GLOBAL BENCHMARK EN ROUTE FOR FINANCIAL PLANNERS: The upcoming International Standards Organization's 2222 standard is now in a final ballot, with the objective of achieving and promoting a globally accepted benchmark for individuals who provide the professional service of personal financial planning. This would be the first truly non-technical service standard for financial services.According to Stuart Kessler, managing director of RSM McGladrey Inc. and the chair of the ISO's blue ribbon committee on financing planning, "ISO 2222 will specify the ethical behaviors, competences and experience required of a professional personal financial planner. It describes and addresses the various methods of conformity assessment and specifies requirements applying to each of them."

His committee is made up of representatives of financial planners, banks, consumer protection bodies and research organizations, joined by financial planners who hold other designations such as the Personal Financial Specialist and the Certified Financial Planner. The experts come from 18 participating countries and 19 observer countries.

Kessler pointed out that to remain compliant with ISO standards, personal financial planners will be required to demonstrate continuing competence. "Records of their learning or relevant activities will have to be maintained," he said.

The actual guidelines will be released as soon as the final ballot has been tabulated. - Stuart Kahan

TSCPA LAUNCHES MONEY MANAGEMENT U: To help employers assist workers in making financial planning decisions, the Texas Society of CPAs has launched Money Management U. - a statewide employee enrichment program offering free personal finance resources for the workplace.

The TSCPA's Money Management U. materials cover various personal finance topics like identity theft, buying a home, credit card debt and teaching kids about money. Program resources include articles for employee newsletters and company intranets, table tents for break rooms, flyers, and paycheck inserts. In addition, companies may request CPA speakers for employee seminars about personal finance issues.

Employers can download these free resources for their workplaces by visiting the TSCPA's consumer Web site, www.valueyourmoney.org.
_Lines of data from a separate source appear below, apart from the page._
//! Error types for trialscan-cleaning

use thiserror::Error;

/// Result type alias for cleaning operations
pub type Result<T> = std::result::Result<T, CleaningError>;

#[derive(Error, Debug)]
pub enum CleaningError {
    /// A target-size value that is neither a count, a per-arm breakdown nor
    /// missing. The batch halts for manual inspection.
    #[error("Unsupported target size at row {index}: {value}")]
    UnsupportedValue { index: usize, value: String },

    #[error("Column not found: {0}")]
    ColumnNotFound(String),

    #[error("CSV error: {0}")]
    Csv(String),

    #[error("I/O error: {0}")]
    Io(String),
}

impl From<std::io::Error> for CleaningError {
    fn from(err: std::io::Error) -> Self {
        CleaningError::Io(err.to_string())
    }
}

impl From<csv::Error> for CleaningError {
    fn from(err: csv::Error) -> Self {
        CleaningError::Csv(err.to_string())
    }
}
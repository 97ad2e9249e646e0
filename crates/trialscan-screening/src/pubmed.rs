//! PubMed archive records
//!
//! The archive is a CSV with one article per row. The `xml_json` column
//! holds the PubMed XML record converted to JSON, where a repeated element
//! is an array and a single one is an object.

use serde::Deserialize;
use serde_json::Value;
use std::path::Path;
use trialscan_identifiers::scan_document;

use crate::{Result, ScreeningError, SearchRecord, Source};

/// One archived PubMed article
#[derive(Debug, Clone, Default, PartialEq, Eq)]
pub struct PubmedArticle {
    pub pmid: String,
    pub doi: Option<String>,
    pub abstract_text: Option<String>,
    /// Databank accession numbers, in listing order
    pub accession: Option<Vec<String>>,
    /// Publication types as a bracketed list, e.g. `['Journal Article']`
    pub pub_types: Option<String>,
}

#[derive(Deserialize)]
struct ArchiveRow {
    xml_json: String,
}

/// Elements of a field that may hold one item or a list
fn one_or_many(value: &Value) -> Vec<&Value> {
    match value {
        Value::Null => Vec::new(),
        Value::Array(items) => items.iter().collect(),
        other => vec![other],
    }
}

/// Text of an element, either bare or under `#text`
fn text_of(value: &Value) -> Option<String> {
    match value {
        Value::String(s) => Some(s.clone()),
        Value::Number(n) => Some(n.to_string()),
        Value::Object(map) => map.get("#text").and_then(text_of),
        _ => None,
    }
}

impl PubmedArticle {
    /// Parse one `xml_json` record
    pub fn from_xml_json(json: &str) -> Result<Self> {
        let root: Value =
            serde_json::from_str(json).map_err(|e| ScreeningError::InvalidArticle(e.to_string()))?;
        let entry = &root["PubmedArticle"];
        let citation = &entry["MedlineCitation"];
        let article = &citation["Article"];

        let pmid = text_of(&citation["PMID"])
            .ok_or_else(|| ScreeningError::InvalidArticle("missing PMID".to_string()))?;

        let doi = one_or_many(&entry["PubmedData"]["ArticleIdList"]["ArticleId"])
            .into_iter()
            .find(|id| id["@IdType"] == "doi")
            .and_then(text_of);

        let accession: Vec<String> = one_or_many(&article["DataBankList"]["DataBank"])
            .into_iter()
            .flat_map(|bank| one_or_many(&bank["AccessionNumberList"]["AccessionNumber"]))
            .filter_map(text_of)
            .collect();

        // Structured abstracts are scanned in their JSON form
        let abstract_text = match &article["Abstract"]["AbstractText"] {
            Value::Null => None,
            Value::String(s) => Some(s.clone()),
            other => Some(other.to_string()),
        };

        let pub_types: Vec<String> =
            one_or_many(&article["PublicationTypeList"]["PublicationType"])
                .into_iter()
                .filter_map(text_of)
                .map(|t| format!("'{}'", t))
                .collect();

        Ok(Self {
            pmid,
            doi,
            abstract_text,
            accession: Some(accession).filter(|a| !a.is_empty()),
            pub_types: Some(pub_types)
                .filter(|p| !p.is_empty())
                .map(|p| format!("[{}]", p.join(", "))),
        })
    }
}

/// Read the PubMed archive
pub fn read_pubmed_archive(path: &Path) -> Result<Vec<PubmedArticle>> {
    let mut reader = csv::Reader::from_path(path)?;
    let mut articles = Vec::new();
    for row in reader.deserialize::<ArchiveRow>() {
        articles.push(PubmedArticle::from_xml_json(&row?.xml_json)?);
    }
    tracing::info!("Loaded {} PubMed articles", articles.len());
    Ok(articles)
}

impl SearchRecord {
    /// Scan an article's abstract
    pub fn from_pubmed(article: &PubmedArticle) -> Self {
        let hits = scan_document(article.abstract_text.as_deref());
        let mut record = SearchRecord::with_hits(article.pmid.clone(), Source::PubMed, hits);
        record.accession = article.accession.clone().filter(|a| !a.is_empty());
        record.pub_types = article.pub_types.clone();
        record.doi = article.doi.clone();
        record.pm_id = Some(article.pmid.clone());
        record
    }
}
//! Screening table rows and their CSV form
//!
//! List columns are stored as JSON arrays so a row survives a round trip
//! through a spreadsheet.

use serde::{Deserialize, Serialize};
use std::fmt;
use std::path::Path;
use trialscan_identifiers::DocumentHits;

use crate::Result;

/// Where a document came from
#[derive(Debug, Clone, Copy, PartialEq, Eq, Hash, Serialize, Deserialize)]
pub enum Source {
    #[serde(rename = "PubMed")]
    PubMed,
    #[serde(rename = "cord_pdf")]
    CordPdf,
    #[serde(rename = "cord_pmc")]
    CordPmc,
}

impl Source {
    pub fn as_str(&self) -> &'static str {
        match self {
            Source::PubMed => "PubMed",
            Source::CordPdf => "cord_pdf",
            Source::CordPmc => "cord_pmc",
        }
    }
}

impl fmt::Display for Source {
    fn fmt(&self, f: &mut fmt::Formatter<'_>) -> fmt::Result {
        f.write_str(self.as_str())
    }
}

/// One scanned document
#[derive(Debug, Clone, PartialEq, Eq, Serialize, Deserialize)]
pub struct SearchRecord {
    /// PubMed ID when known, otherwise the CORD-19 uid
    pub id: String,
    pub source: Source,
    #[serde(with = "json_list", default)]
    pub id_hits: Option<Vec<String>>,
    #[serde(with = "json_list", default)]
    pub prefix_hits: Option<Vec<String>>,
    #[serde(with = "json_list", default)]
    pub reg_name_hits: Option<Vec<String>>,
    /// Databank accession numbers listed by PubMed
    #[serde(with = "json_list", default)]
    pub accession: Option<Vec<String>>,
    #[serde(default)]
    pub pub_types: Option<String>,
    #[serde(default)]
    pub doi: Option<String>,
    #[serde(default)]
    pub pm_id: Option<String>,
    #[serde(default)]
    pub cord_id: Option<String>,
}

impl SearchRecord {
    /// A record carrying the scan result of one document
    pub fn with_hits(id: impl Into<String>, source: Source, hits: DocumentHits) -> Self {
        Self {
            id: id.into(),
            source,
            id_hits: hits.id_hits,
            prefix_hits: hits.prefix_hits,
            reg_name_hits: hits.reg_name_hits,
            accession: None,
            pub_types: None,
            doi: None,
            pm_id: None,
            cord_id: None,
        }
    }

    pub fn hits(&self) -> DocumentHits {
        DocumentHits {
            id_hits: self.id_hits.clone(),
            prefix_hits: self.prefix_hits.clone(),
            reg_name_hits: self.reg_name_hits.clone(),
        }
    }
}

/// Read a screening table
pub fn read_search_records(path: &Path) -> Result<Vec<SearchRecord>> {
    let mut reader = csv::Reader::from_path(path)?;
    let mut records = Vec::new();
    for record in reader.deserialize() {
        records.push(record?);
    }
    Ok(records)
}

/// Write a screening table
pub fn write_search_records(path: &Path, records: &[SearchRecord]) -> Result<()> {
    write_rows(path, records)
}

pub(crate) fn write_rows<T: Serialize>(path: &Path, rows: &[T]) -> Result<()> {
    let mut writer = csv::Writer::from_path(path)?;
    for row in rows {
        writer.serialize(row)?;
    }
    writer.flush()?;
    tracing::info!("Wrote {} rows to {}", rows.len(), path.display());
    Ok(())
}

/// `Option<Vec<String>>` as a JSON array cell. Empty cells and empty
/// arrays read as `None`.
pub(crate) mod json_list {
    use serde::{de, ser, Deserialize, Deserializer, Serializer};

    pub fn serialize<S: Serializer>(
        value: &Option<Vec<String>>,
        serializer: S,
    ) -> Result<S::Ok, S::Error> {
        match value {
            Some(items) => {
                let json = serde_json::to_string(items).map_err(ser::Error::custom)?;
                serializer.serialize_str(&json)
            }
            None => serializer.serialize_none(),
        }
    }

    pub fn deserialize<'de, D: Deserializer<'de>>(
        deserializer: D,
    ) -> Result<Option<Vec<String>>, D::Error> {
        let cell: Option<String> = Option::deserialize(deserializer)?;
        match cell.as_deref().map(str::trim) {
            None | Some("") => Ok(None),
            Some(text) => {
                let items: Vec<String> = serde_json::from_str(text).map_err(de::Error::custom)?;
                Ok(Some(items).filter(|v| !v.is_empty()))
            }
        }
    }
}

#[cfg(test)]
mod tests {
    use super::*;
    use tempfile::TempDir;

    #[test]
    fn test_source_labels() {
        assert_eq!(Source::PubMed.to_string(), "PubMed");
        assert_eq!(Source::CordPmc.as_str(), "cord_pmc");
    }

    #[test]
    fn test_csv_round_trip_keeps_lists() {
        let dir = TempDir::new().unwrap();
        let path = dir.path().join("search.csv");

        let mut record = SearchRecord::with_hits(
            "32109013",
            Source::PubMed,
            DocumentHits {
                id_hits: Some(vec!["NCT04280705".into(), "ChiCTR2000029308".into()]),
                prefix_hits: Some(vec!["NCT".into()]),
                reg_name_hits: None,
            },
        );
        record.pub_types = Some("['Journal Article']".into());
        record.pm_id = Some("32109013".into());

        write_search_records(&path, &[record.clone()]).unwrap();
        let content = std::fs::read_to_string(&path).unwrap();
        assert!(content.contains(r#""[""NCT04280705"",""ChiCTR2000029308""]""#));

        let back = read_search_records(&path).unwrap();
        assert_eq!(back, vec![record]);
    }
}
One of the factors behind the decision to unveil the new program was a Texas poll that showed nearly 30 percent of Texas employees are spending six or more hours each week at work worried about or dealing with personal finances.

DELOITTE SAYS FINANCIAL SERVICE COS. COULD BOOST SAVINGS BY HIGHER 'OFFSHORING:' Financial services companies are currently capturing less than a third of the potential cost savings offered by offshoring operations, according to a study by global audit concern Deloitte Touche Tohmatsu. The study found that the most effective offshorers among financial institutions have 6.7 percent of their global headcount offshore, well ahead of the 3.5 percent average of the surveyed companies in the study.

DTT said that if all the companies that currently offshore were to reach this headcount ratio, they could reduce their collective annual cost base by $16 billion - more than tripling their current reported savings of $5 billion. However, the report revealed that too many financial services companies are not fully committed to offshoring, and therefore may not reach this higher ratio. The report said that cost savings rise as organizations expand the scope of their offshore operations. Institutions that move a single function offshore typically report average cost savings of 20 percent. Companies that offshore multiple functions enjoy savings of more than 45 percent.

Offshoring is expected to continue growing. Financial services executives estimate that 20 percent of their total cost base will be moved offshore by 2010, a rise from the 10 percent expected in 2006. Similar trends are expected in relation to headcount, with 10 to 20 percent of financial services employment expected to be offshore by 2010.

DTT's third annual offshoring study was based on interviews with 62 global financial services institutions.